With no effort whatsoever I could make myself believe that I’m aboard a twentieth-century vessel—a peculiar one, true, designed by someone from an obscure country who has invented the whole concept of the oceangoing ship from scratch without ever having seen one from Europe or the United States, but corresponding to them in all the important details. And yet I know that I’m back here at the tail end of the Ice Age, with woolly mammoths and shaggy rhinoceroses still wandering around where Paris and London will someday be.

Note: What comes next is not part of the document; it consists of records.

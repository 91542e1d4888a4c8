//! Error taxonomy for the unwinding engine.
//!
//! Every variant here is a contract violation between the code generator and
//! the runtime, never a language-level exception. Internal layers return
//! `Result<T, UnwindError>` so each failure path can be exercised in tests;
//! the outermost runtime entry points hand any error to [`fatal`], which
//! dumps diagnostics and aborts the process.

use std::fmt::Write as _;

use crate::region::RegionTable;
use crate::session::UnwindSession;

// =============================================================================
// UnwindError
// =============================================================================

/// A fatal condition detected while decoding metadata, walking, or unwinding.
#[derive(Debug, Clone, PartialEq, Eq, thiserror::Error)]
pub enum UnwindError {
    // =========================================================================
    // Stack map decoding
    // =========================================================================
    /// The blob ended before a declared section or record was complete.
    #[error("stack map truncated: needed {needed} bytes at offset {offset}, {available} available")]
    Truncated {
        offset: usize,
        needed: usize,
        available: usize,
    },

    /// The header word is not a supported stack map version.
    #[error("bad stack map header {0:#x}")]
    BadHeader(u32),

    /// Bytes remained after the last declared record.
    #[error("{0} trailing bytes after the last stack map record")]
    TrailingBytes(usize),

    /// A location tuple carried an unknown type tag.
    #[error("unknown value location type {0}")]
    UnknownLocationType(u8),

    /// A location referenced a DWARF register outside the register file.
    #[error("DWARF register {0} is outside the register file")]
    BadRegisterNumber(u16),

    /// A constant-pool location indexed past the end of the pool.
    #[error("constant pool index {index} out of range (pool has {len} entries)")]
    ConstantOutOfRange { index: usize, len: usize },

    // =========================================================================
    // LSDA decoding
    // =========================================================================
    /// An encoding byte other than omit/uleb128/udata4 where one is required.
    #[error("unsupported {field} encoding {encoding:#04x}")]
    UnsupportedEncoding { field: &'static str, encoding: u8 },

    /// A call-site entry straddled the start of the action table.
    #[error("call-site table overran the action table")]
    CallSiteTableOverrun,

    /// An action chain carried a negative (exception specification) filter.
    #[error("negative type filter {0} is not supported")]
    NegativeTypeFilter(i64),

    /// An action chain ended without any cleanup or catch entry.
    #[error("action chain exhausted without a cleanup or catch entry")]
    EmptyActionChain,

    /// An action offset pointed outside the action table.
    #[error("action offset {0} is outside the action table")]
    ActionOutOfRange(i64),

    /// A low-level DWARF read failed (usually an LEB128 running off the end).
    #[error("DWARF read failed: {0}")]
    Dwarf(#[from] gimli::Error),

    // =========================================================================
    // Unwinding
    // =========================================================================
    /// A throwing instruction has no call-site entry.
    #[error("no call-site entry covers pc {pc:#x}")]
    NoCallSiteEntry { pc: u64 },

    /// A landing pad resolved outside the owning function's code.
    #[error("landing pad {landing_pad:#x} outside code region [{start:#x}, {end:#x})")]
    LandingPadOutOfRange { landing_pad: u64, start: u64, end: u64 },

    /// An exception was thrown while cleanup code was running.
    #[error("exception raised while another unwind episode is in progress")]
    NestedUnwind,

    /// Unwinding was resumed from cleanup with no episode in flight.
    #[error("unwind resumed from cleanup without an active session")]
    NoActiveSession,

    /// The stack was exhausted without a catching frame.
    #[error("no handler found: stack exhausted after {frames} frames")]
    NoHandler { frames: usize },

    /// A walk exceeded the configured frame budget.
    #[error("stack walk exceeded {0} frames")]
    WalkTooDeep(usize),

    /// The stepping primitive could not report a register.
    #[error("register {0} unavailable in this frame")]
    RegisterUnavailable(u16),

    /// The stepping primitive failed to advance.
    #[error("stack step failed at ip {ip:#x}: {reason}")]
    StepFailed { ip: u64, reason: &'static str },

    /// A CFI row used a rule the stepper does not evaluate.
    #[error("unsupported CFI {rule} at pc {pc:#x}")]
    UnsupportedCfi { pc: u64, rule: &'static str },

    /// Landing would enter a frame with a callee-saved register unknown.
    #[error("cannot resume at {ip:#x}: callee-saved register {reg} was not recovered")]
    IncompleteRegisterState { ip: u64, reg: u16 },

    /// A generator trampoline frame had no stored return context.
    #[error("no generator return context for frame base {bp:#x}")]
    MissingReturnContext { bp: u64 },

    // =========================================================================
    // Deopt state
    // =========================================================================
    /// The frame's instruction pointer does not fall in any compiled region.
    #[error("pc {pc:#x} is not inside a compiled region")]
    NotCompiled { pc: u64 },

    /// The compiled version has no record for the frame's call site.
    #[error("no stack map record at code offset {offset:#x}")]
    NoStackMapRecord { offset: u32 },

    /// A frame layout referenced a location index the record does not have.
    #[error("layout slot {slot} references location {index}, record has {len}")]
    LayoutMismatch { slot: String, index: usize, len: usize },

    /// A memory read through a resolved location was rejected.
    #[error("invalid memory read at {0:#x}")]
    InvalidMemoryRead(u64),

    // =========================================================================
    // Region table
    // =========================================================================
    /// A new region overlapped one already registered.
    #[error("code region [{start:#x}, {end:#x}) overlaps an existing region")]
    RegionOverlap { start: u64, end: u64 },

    /// The operation needs machine support this build does not have.
    #[error("operation unsupported on this target")]
    UnsupportedTarget,
}

/// Crate-wide result alias.
pub type Result<T> = std::result::Result<T, UnwindError>;

// =============================================================================
// Fatal Path
// =============================================================================

/// Terminate the process after dumping unwinder diagnostics.
///
/// A failure at this layer means stack integrity can no longer be trusted,
/// so there is no recovery path.
#[cold]
#[inline(never)]
pub fn fatal(error: &UnwindError, session: Option<&UnwindSession>, regions: Option<&RegionTable>) -> ! {
    log::error!("{}", fatal_report(error, session, regions));
    std::process::abort()
}

/// Render the diagnostic dump emitted by [`fatal`].
pub fn fatal_report(
    error: &UnwindError,
    session: Option<&UnwindSession>,
    regions: Option<&RegionTable>,
) -> String {
    let mut out = String::with_capacity(256);
    let _ = writeln!(out, "fatal unwinder error: {error}");
    if let Some(session) = session {
        let _ = writeln!(
            out,
            "  session: active={} reraise={} pending_frame={} traceback_entries={}",
            session.is_active(),
            session.is_reraise(),
            session.has_pending_frame(),
            session.traceback().len(),
        );
    }
    if let Some(regions) = regions {
        let snapshot = regions.snapshot();
        let _ = writeln!(out, "  code regions: {}", snapshot.len());
        for region in snapshot.iter() {
            let _ = writeln!(
                out,
                "    [{:#x}, {:#x}) {:?} fn={}",
                region.start(),
                region.end(),
                region.tier(),
                region.function_id()
            );
        }
    }
    out
}

// =============================================================================
// Tests
// =============================================================================
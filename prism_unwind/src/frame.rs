//! Tier-independent view of one Python frame on the native stack.

use std::fmt;
use std::sync::Arc;

use crate::region::CodeRegion;
use crate::registers::RegisterFile;

// =============================================================================
// PythonFrame
// =============================================================================

/// A frame owned by the interpreter or by compiled code.
///
/// Built fresh on every step and never kept past the walk that produced it.
#[derive(Clone)]
pub enum PythonFrame {
    /// Frame running JIT output.
    Compiled {
        region: Arc<CodeRegion>,
        /// Return address into the region.
        ip: u64,
        bp: u64,
        sp: u64,
        /// Registers the stepping primitive could recover.
        regs: RegisterFile,
    },
    /// Frame of the interpreter dispatch loop.
    Interpreted { ip: u64, bp: u64 },
}

/// Kind tag used in [`FrameId`].
#[derive(Debug, Clone, Copy, PartialEq, Eq, Hash)]
pub enum FrameTier {
    Compiled,
    Interpreted,
}

/// Identity of a frame within one walk.
#[derive(Debug, Clone, Copy, PartialEq, Eq, Hash)]
pub struct FrameId {
    pub tier: FrameTier,
    pub ip: u64,
    pub bp: u64,
}

impl PythonFrame {
    /// Instruction pointer (return address for non-leaf frames).
    #[inline]
    pub fn ip(&self) -> u64 {
        match self {
            Self::Compiled { ip, .. } | Self::Interpreted { ip, .. } => *ip,
        }
    }

    /// Frame base pointer.
    #[inline]
    pub fn bp(&self) -> u64 {
        match self {
            Self::Compiled { bp, .. } | Self::Interpreted { bp, .. } => *bp,
        }
    }

    /// Owning code region for compiled frames.
    #[inline]
    pub fn region(&self) -> Option<&Arc<CodeRegion>> {
        match self {
            Self::Compiled { region, .. } => Some(region),
            Self::Interpreted { .. } => None,
        }
    }

    /// Captured registers for compiled frames.
    #[inline]
    pub fn registers(&self) -> Option<&RegisterFile> {
        match self {
            Self::Compiled { regs, .. } => Some(regs),
            Self::Interpreted { .. } => None,
        }
    }

    #[inline]
    pub fn is_compiled(&self) -> bool {
        matches!(self, Self::Compiled { .. })
    }

    /// Whether this is a compiled frame of an OSR-entered version.
    #[inline]
    pub fn is_osr(&self) -> bool {
        self.region().is_some_and(|r| r.is_osr())
    }

    /// `(tier, ip, bp)` identity.
    pub fn id(&self) -> FrameId {
        let tier = if self.is_compiled() {
            FrameTier::Compiled
        } else {
            FrameTier::Interpreted
        };
        FrameId {
            tier,
            ip: self.ip(),
            bp: self.bp(),
        }
    }
}

impl PartialEq for PythonFrame {
    fn eq(&self, other: &Self) -> bool {
        self.id() == other.id()
    }
}

impl Eq for PythonFrame {}

impl fmt::Debug for PythonFrame {
    fn fmt(&self, f: &mut fmt::Formatter<'_>) -> fmt::Result {
        match self {
            Self::Compiled {
                region, ip, bp, sp, ..
            } => f
                .debug_struct("Compiled")
                .field("function_id", &region.function_id())
                .field("ip", &format_args!("{ip:#x}"))
                .field("bp", &format_args!("{bp:#x}"))
                .field("sp", &format_args!("{sp:#x}"))
                .finish(),
            Self::Interpreted { ip, bp } => f
                .debug_struct("Interpreted")
                .field("ip", &format_args!("{ip:#x}"))
                .field("bp", &format_args!("{bp:#x}"))
                .finish(),
        }
    }
}

// =============================================================================
// FrameInfo / Statement
// =============================================================================

/// Function metadata the object model keeps for a frame.
#[derive(Debug, Clone, PartialEq, Eq)]
pub struct FrameInfo {
    pub function_id: u64,
    pub name: Arc<str>,
    pub filename: Arc<str>,
}

impl FrameInfo {
    pub fn new(function_id: u64, name: impl Into<Arc<str>>, filename: impl Into<Arc<str>>) -> Self {
        Self {
            function_id,
            name: name.into(),
            filename: filename.into(),
        }
    }
}

/// The logical statement a frame is currently executing.
#[derive(Debug, Clone, Copy, PartialEq, Eq, Hash)]
pub struct Statement {
    /// Statement id, unique within the function.
    pub id: u32,
    /// Source line.
    pub line: u32,
}

// =============================================================================
// Tests
// =============================================================================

Who are these Athilantans, anyway? How could they possibly have achieved all this, tens of thousands of years out of the normal human sequence of cultural evolution? It doesn’t make any sense. Suddenly, in the midst of a world that still uses flint axes and choppers, for a society to spring up that has mastered metals, engineering, architecture, even electricity—it’s crazy, Lora. I don’t get it. The old myths said that the Atlanteans were a great people, but not that they were miracle-workers.

Well, let that be for now. I have plenty of other things to tell you.

I’m pretty sure now that the place we set out from was the coast of Brittany. We all knew in advance back at Home Era, when we began focusing on members of the ruling caste as my target, that important members of the royal family made regular inspection tours of the coastal provinces and that if they aimed me at the mind of one of the high princes I was just likely to come down in ancient France as in Athilan itself.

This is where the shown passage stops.